The draw is a little more open than the Cue and the Phix and with a little slip streaming I get a reasonable restricted lung hit which is great for me... but it is a MTL device.

It doesn't appear to be a magnet pod and you have to force the pod in an out... my first pod of choice was the Arctical and I like it a lot... probably the nicest tasting pod of all for me. Also nice that you can easily see the juice level through a little window.

Reactions: Like 9 | Winner 2


----------



## daniel craig (29/11/17)

Looks classy @Rob Fisher

Reactions: Like 1 | Agree 1 | Thanks 1 | Optimistic 1


----------



## Silver (29/11/17)

That looks great @Rob Fisher !

Thanks for showing us

Do you know what the mah capacity of the battery is and how much fluid is in each pod?

Reactions: Like 1


----------



## Stosta (29/11/17)

This device just screams "Durban"!!! (I think other Durban folk will know what I mean, but it will totally go well with a bunny, my amazing car sound, and puma shoes!)

I actually think it looks amazing. What did it set you back, and do you think they will become available locally?

Reactions: Like 2 | Funny 2


----------



## Rob Fisher (29/11/17)

Silver said:


> That looks great @Rob Fisher !
> 
> Thanks for showing us
> 
> Do you know what the mah capacity of the battery is and how much fluid is in each pod?



Pods are 1.5ml. Battery capacity – 380 mAh or 380 “puffs” and with the Bo Power which is a box that turns it into a box mod 1500 mAh

PS and correction to original post it does have magnets to hold the pod in place...

Reactions: Like 1


----------



## Rob Fisher (29/11/17)

Stosta said:


> This device just screams "Durban"!!! (I think other Durban folk will know what I mean, but it will totally go well with a bunny, my amazing car sound, and puma shoes!)
> 
> I actually think it looks amazing. What did it set you back, and do you think they will become available locally?



Euro 44.90 for the *Durban* version so a little pricey... not sure if it will appear on the local scene.

Reactions: Thanks 1


----------



## Stosta (29/11/17)

Rob Fisher said:


> Euro 44.90 for the *Durban* version so a little pricey... not sure if it will appear on the local scene.


If it works that is a pretty reasonable price for that fancy looking ninja vape!

Reactions: Agree 1


----------



## Mic Lazzari (29/11/17)

I do like the "Juul style" charging adapter. Is it magnetic like the Juul?
What do you think? More practical than a cable, for a device like this?


----------



## Rob Fisher (29/11/17)

Mic Lazzari said:


> I do like the "Juul style" charging adapter. Is it magnetic like the Juul?
> What do you think? More practical than a cable, for a device like this?

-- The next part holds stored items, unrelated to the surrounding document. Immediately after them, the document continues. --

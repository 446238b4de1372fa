//! Frame checksums
//!
//! Modbus RTU uses CRC-16/Modbus (reflected polynomial 0xA001, seed 0xFFFF),
//! transmitted little-endian after the frame body.

/// CRC-16/Modbus
/// Polynomial: 0x8005 (reflected 0xA001), Init: 0xFFFF, RefIn/RefOut: true
pub fn crc16_modbus(data: &[u8]) -> u16 {
    let mut crc: u16 = 0xFFFF;

    for &byte in data {
        crc ^= u16::from(byte);
        for _ in 0..8 {
            if crc & 0x0001 != 0 {
                crc = (crc >> 1) ^ 0xA001;
            } else {
                crc >>= 1;
            }
        }
    }

    crc
}

/// Append the CRC of `frame` to itself (low byte first)
pub fn append_crc16(frame: &mut Vec<u8>) {
    let crc = crc16_modbus(frame);
    frame.extend_from_slice(&crc.to_le_bytes());
}

/// Check the trailing little-endian CRC of a complete frame.
///
/// Returns `(received, calculated)` on mismatch so callers can log both.
pub fn verify_crc16(frame: &[u8]) -> Result<(), (u16, u16)> {
    if frame.len() < 2 {
        return Err((0, crc16_modbus(frame)));
    }
    let body_len = frame.len() - 2;
    let received = u16::from_le_bytes([frame[body_len], frame[body_len + 1]]);
    let calculated = crc16_modbus(&frame[..body_len]);
    if received == calculated {
        Ok(())
    } else {
        Err((received, calculated))
    }
}

#[cfg(test)]
mod tests {
    use super::*;

    #[test]
    fn test_crc16_modbus() {
        // Test vector: "123456789" should give 0x4B37
        let data = b"123456789";
        assert_eq!(crc16_modbus(data), 0x4B37);
    }

    #[test]
    fn test_crc16_known_request() {
        // 01 03 00 00 00 01 -> 84 0A on the wire
        let mut frame = vec![0x01, 0x03, 0x00, 0x00, 0x00, 0x01];
        append_crc16(&mut frame);
        assert_eq!(&frame[6..], &[0x84, 0x0A]);
    }

    #[test]
    fn test_append_then_verify() {
        for len in 0..32usize {
            let mut frame: Vec<u8> = (0..len).map(|i| (i * 37 + 11) as u8).collect();
            append_crc16(&mut frame);
            assert!(verify_crc16(&frame).is_ok());
        }
    }

    #[test]
    fn test_verify_detects_corruption() {
        let mut frame = vec![0x11, 0x03, 0x02, 0x00, 0x2A];
        append_crc16(&mut frame);
        frame[3] ^= 0x01;
        let (received, calculated) = verify_crc16(&frame).unwrap_err();
        assert_ne!(received, calculated);
    }
}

Actually no... as cute as it is standing up next to the PC I prefer a cable.

And yes it's magnetic.


----------



## Pixstar (15/1/18)

I see it's available locally

Reactions: Winner 1


----------



## Carnival (15/1/18)

Pixstar said:


> I see it's available locally



I’m interested in this for vaping during the week at work. Thanks for letting us know it’s available here, @Pixstar

Reactions: Like 1


----------



## Pixstar (15/1/18)

Carnival said:


> I’m interested in this for vaping during the week at work. Thanks for letting us know it’s available here, @Pixstar


Pleasure. I like that it’s possible to refill the pods, although they don’t advertise it. Check Youtube if you’re keen.

Reactions: Like 1


----------



## Carnival (15/1/18)

Pixstar said:


> Pleasure. I like that it’s possible to refill the pods, although they don’t advertise it. Check Youtube if you’re keen.

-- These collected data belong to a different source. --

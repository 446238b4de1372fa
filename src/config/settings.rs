//! Application settings

use super::ConfigError;
use crate::core::transport::{SerialConfig, SerialParity, TransportSettings};
use crate::core::workflow::{EngineSettings, RegistrySettings};
use serde::{Deserialize, Serialize};
use std::path::{Path, PathBuf};
use tracing::debug;

/// Application configuration
#[derive(Debug, Clone, Default, PartialEq, Serialize, Deserialize)]
#[serde(default)]
pub struct AppConfig {
    /// Serial defaults
    pub serial: SerialDefaults,
    /// Transport tuning
    pub transport: TransportSettings,
    /// Workflow engine tuning
    pub engine: EngineSettings,
    /// Execution retention
    pub registry: RegistrySettings,
    /// Logging settings
    pub logging: LoggingConfig,
}

impl AppConfig {
    /// Load from the platform config directory; defaults if the file is missing
    pub fn load() -> Result<Self, ConfigError> {
        let path = super::config_file().ok_or(ConfigError::NoConfigDir)?;
        Self::load_from(&path)
    }

    /// Load from an explicit file; defaults if it is missing
    pub fn load_from(path: &Path) -> Result<Self, ConfigError> {
        if !path.exists() {
            debug!("No config at {}, using defaults", path.display());
            return Ok(Self::default());
        }
        let content = std::fs::read_to_string(path)?;
        let config = toml::from_str(&content)?;
        debug!("Loaded config from {}", path.display());
        Ok(config)
    }

    /// Save to the platform config directory
    pub fn save(&self) -> Result<PathBuf, ConfigError> {
        let path = super::config_file().ok_or(ConfigError::NoConfigDir)?;
        self.save_to(&path)?;
        Ok(path)
    }

    /// Save to an explicit file, creating parent directories
    pub fn save_to(&self, path: &Path) -> Result<(), ConfigError> {
        if let Some(parent) = path.parent().filter(|p| !p.as_os_str().is_empty()) {
            std::fs::create_dir_all(parent)?;
        }
        std::fs::write(path, self.to_toml()?)?;
        Ok(())
    }

    /// Render as TOML
    pub fn to_toml(&self) -> Result<String, ConfigError> {
        Ok(toml::to_string_pretty(self)?)
    }
}

/// Serial settings used when a command names only a port
#[derive(Debug, Clone, PartialEq, Eq, Serialize, Deserialize)]
#[serde(default)]
pub struct SerialDefaults {
    /// Port used when none is given (auto-detect otherwise)
    #[serde(skip_serializing_if = "Option::is_none")]
    pub port: Option<String>,
    /// Baud rate
    pub baud_rate: u32,
    /// Data bits
    pub data_bits: u8,
    /// Parity
    pub parity: SerialParity,
    /// Stop bits
    pub stop_bits: u8,
    /// Read timeout in milliseconds
    pub timeout_ms: u64,
    /// Rates tried, in order, by baud auto-detection
    pub baud_candidates: Vec<u32>,
}

impl Default for SerialDefaults {
    fn default() -> Self {
        Self {
            port: None,
            baud_rate: 115_200,
            data_bits: 8,
            parity: SerialParity::None,
            stop_bits: 1,
            timeout_ms: 500,
            baud_candidates: vec![115_200, 57_600, 38_400, 19_200, 9600, 4800, 2400, 1200],
        }
    }
}

impl SerialDefaults {
    /// Full configuration for `port`
    pub fn to_config(&self, port: &str) -> SerialConfig {
        SerialConfig {
            port: port.to_string(),
            baud_rate: self.baud_rate,
            data_bits: self.data_bits,
            stop_bits: self.stop_bits,
            parity: self.parity,
            timeout_ms: self.timeout_ms,
        }
    }
}

/// Logging settings
#[derive(Debug, Clone, PartialEq, Eq, Serialize, Deserialize)]
#[serde(default)]
pub struct LoggingConfig {
    /// Default filter directive; `RUST_LOG` overrides it
    pub level: String,
    /// Emit JSON lines instead of text
    pub json: bool,
    /// Also write a daily-rolling log file here
    #[serde(skip_serializing_if = "Option::is_none")]
    pub directory: Option<PathBuf>,
}

impl Default for LoggingConfig {
    fn default() -> Self {
        Self {
            level: "info".to_string(),
            json: false,
            directory: None,
        }
    }
}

Very nice! I’ll check that out on YouTube, thanks!

Reactions: Like 1


----------



## Stosta (16/1/18)

Pixstar said:


> I see it's available locally


Awww... But not in shiny gold by the looks of things!

Reactions: Agree 1


----------



## Pixstar (16/1/18)

Stosta said:


> Awww... But not in shiny gold by the looks of things!


Lol that’s reserved for vaping celebrities like Rob

Reactions: Funny 2


----------



## Hooked (16/1/18)

I've seen some strange names for devices, but this one takes the cake. BO = Body Odour

Reactions: Funny 1


----------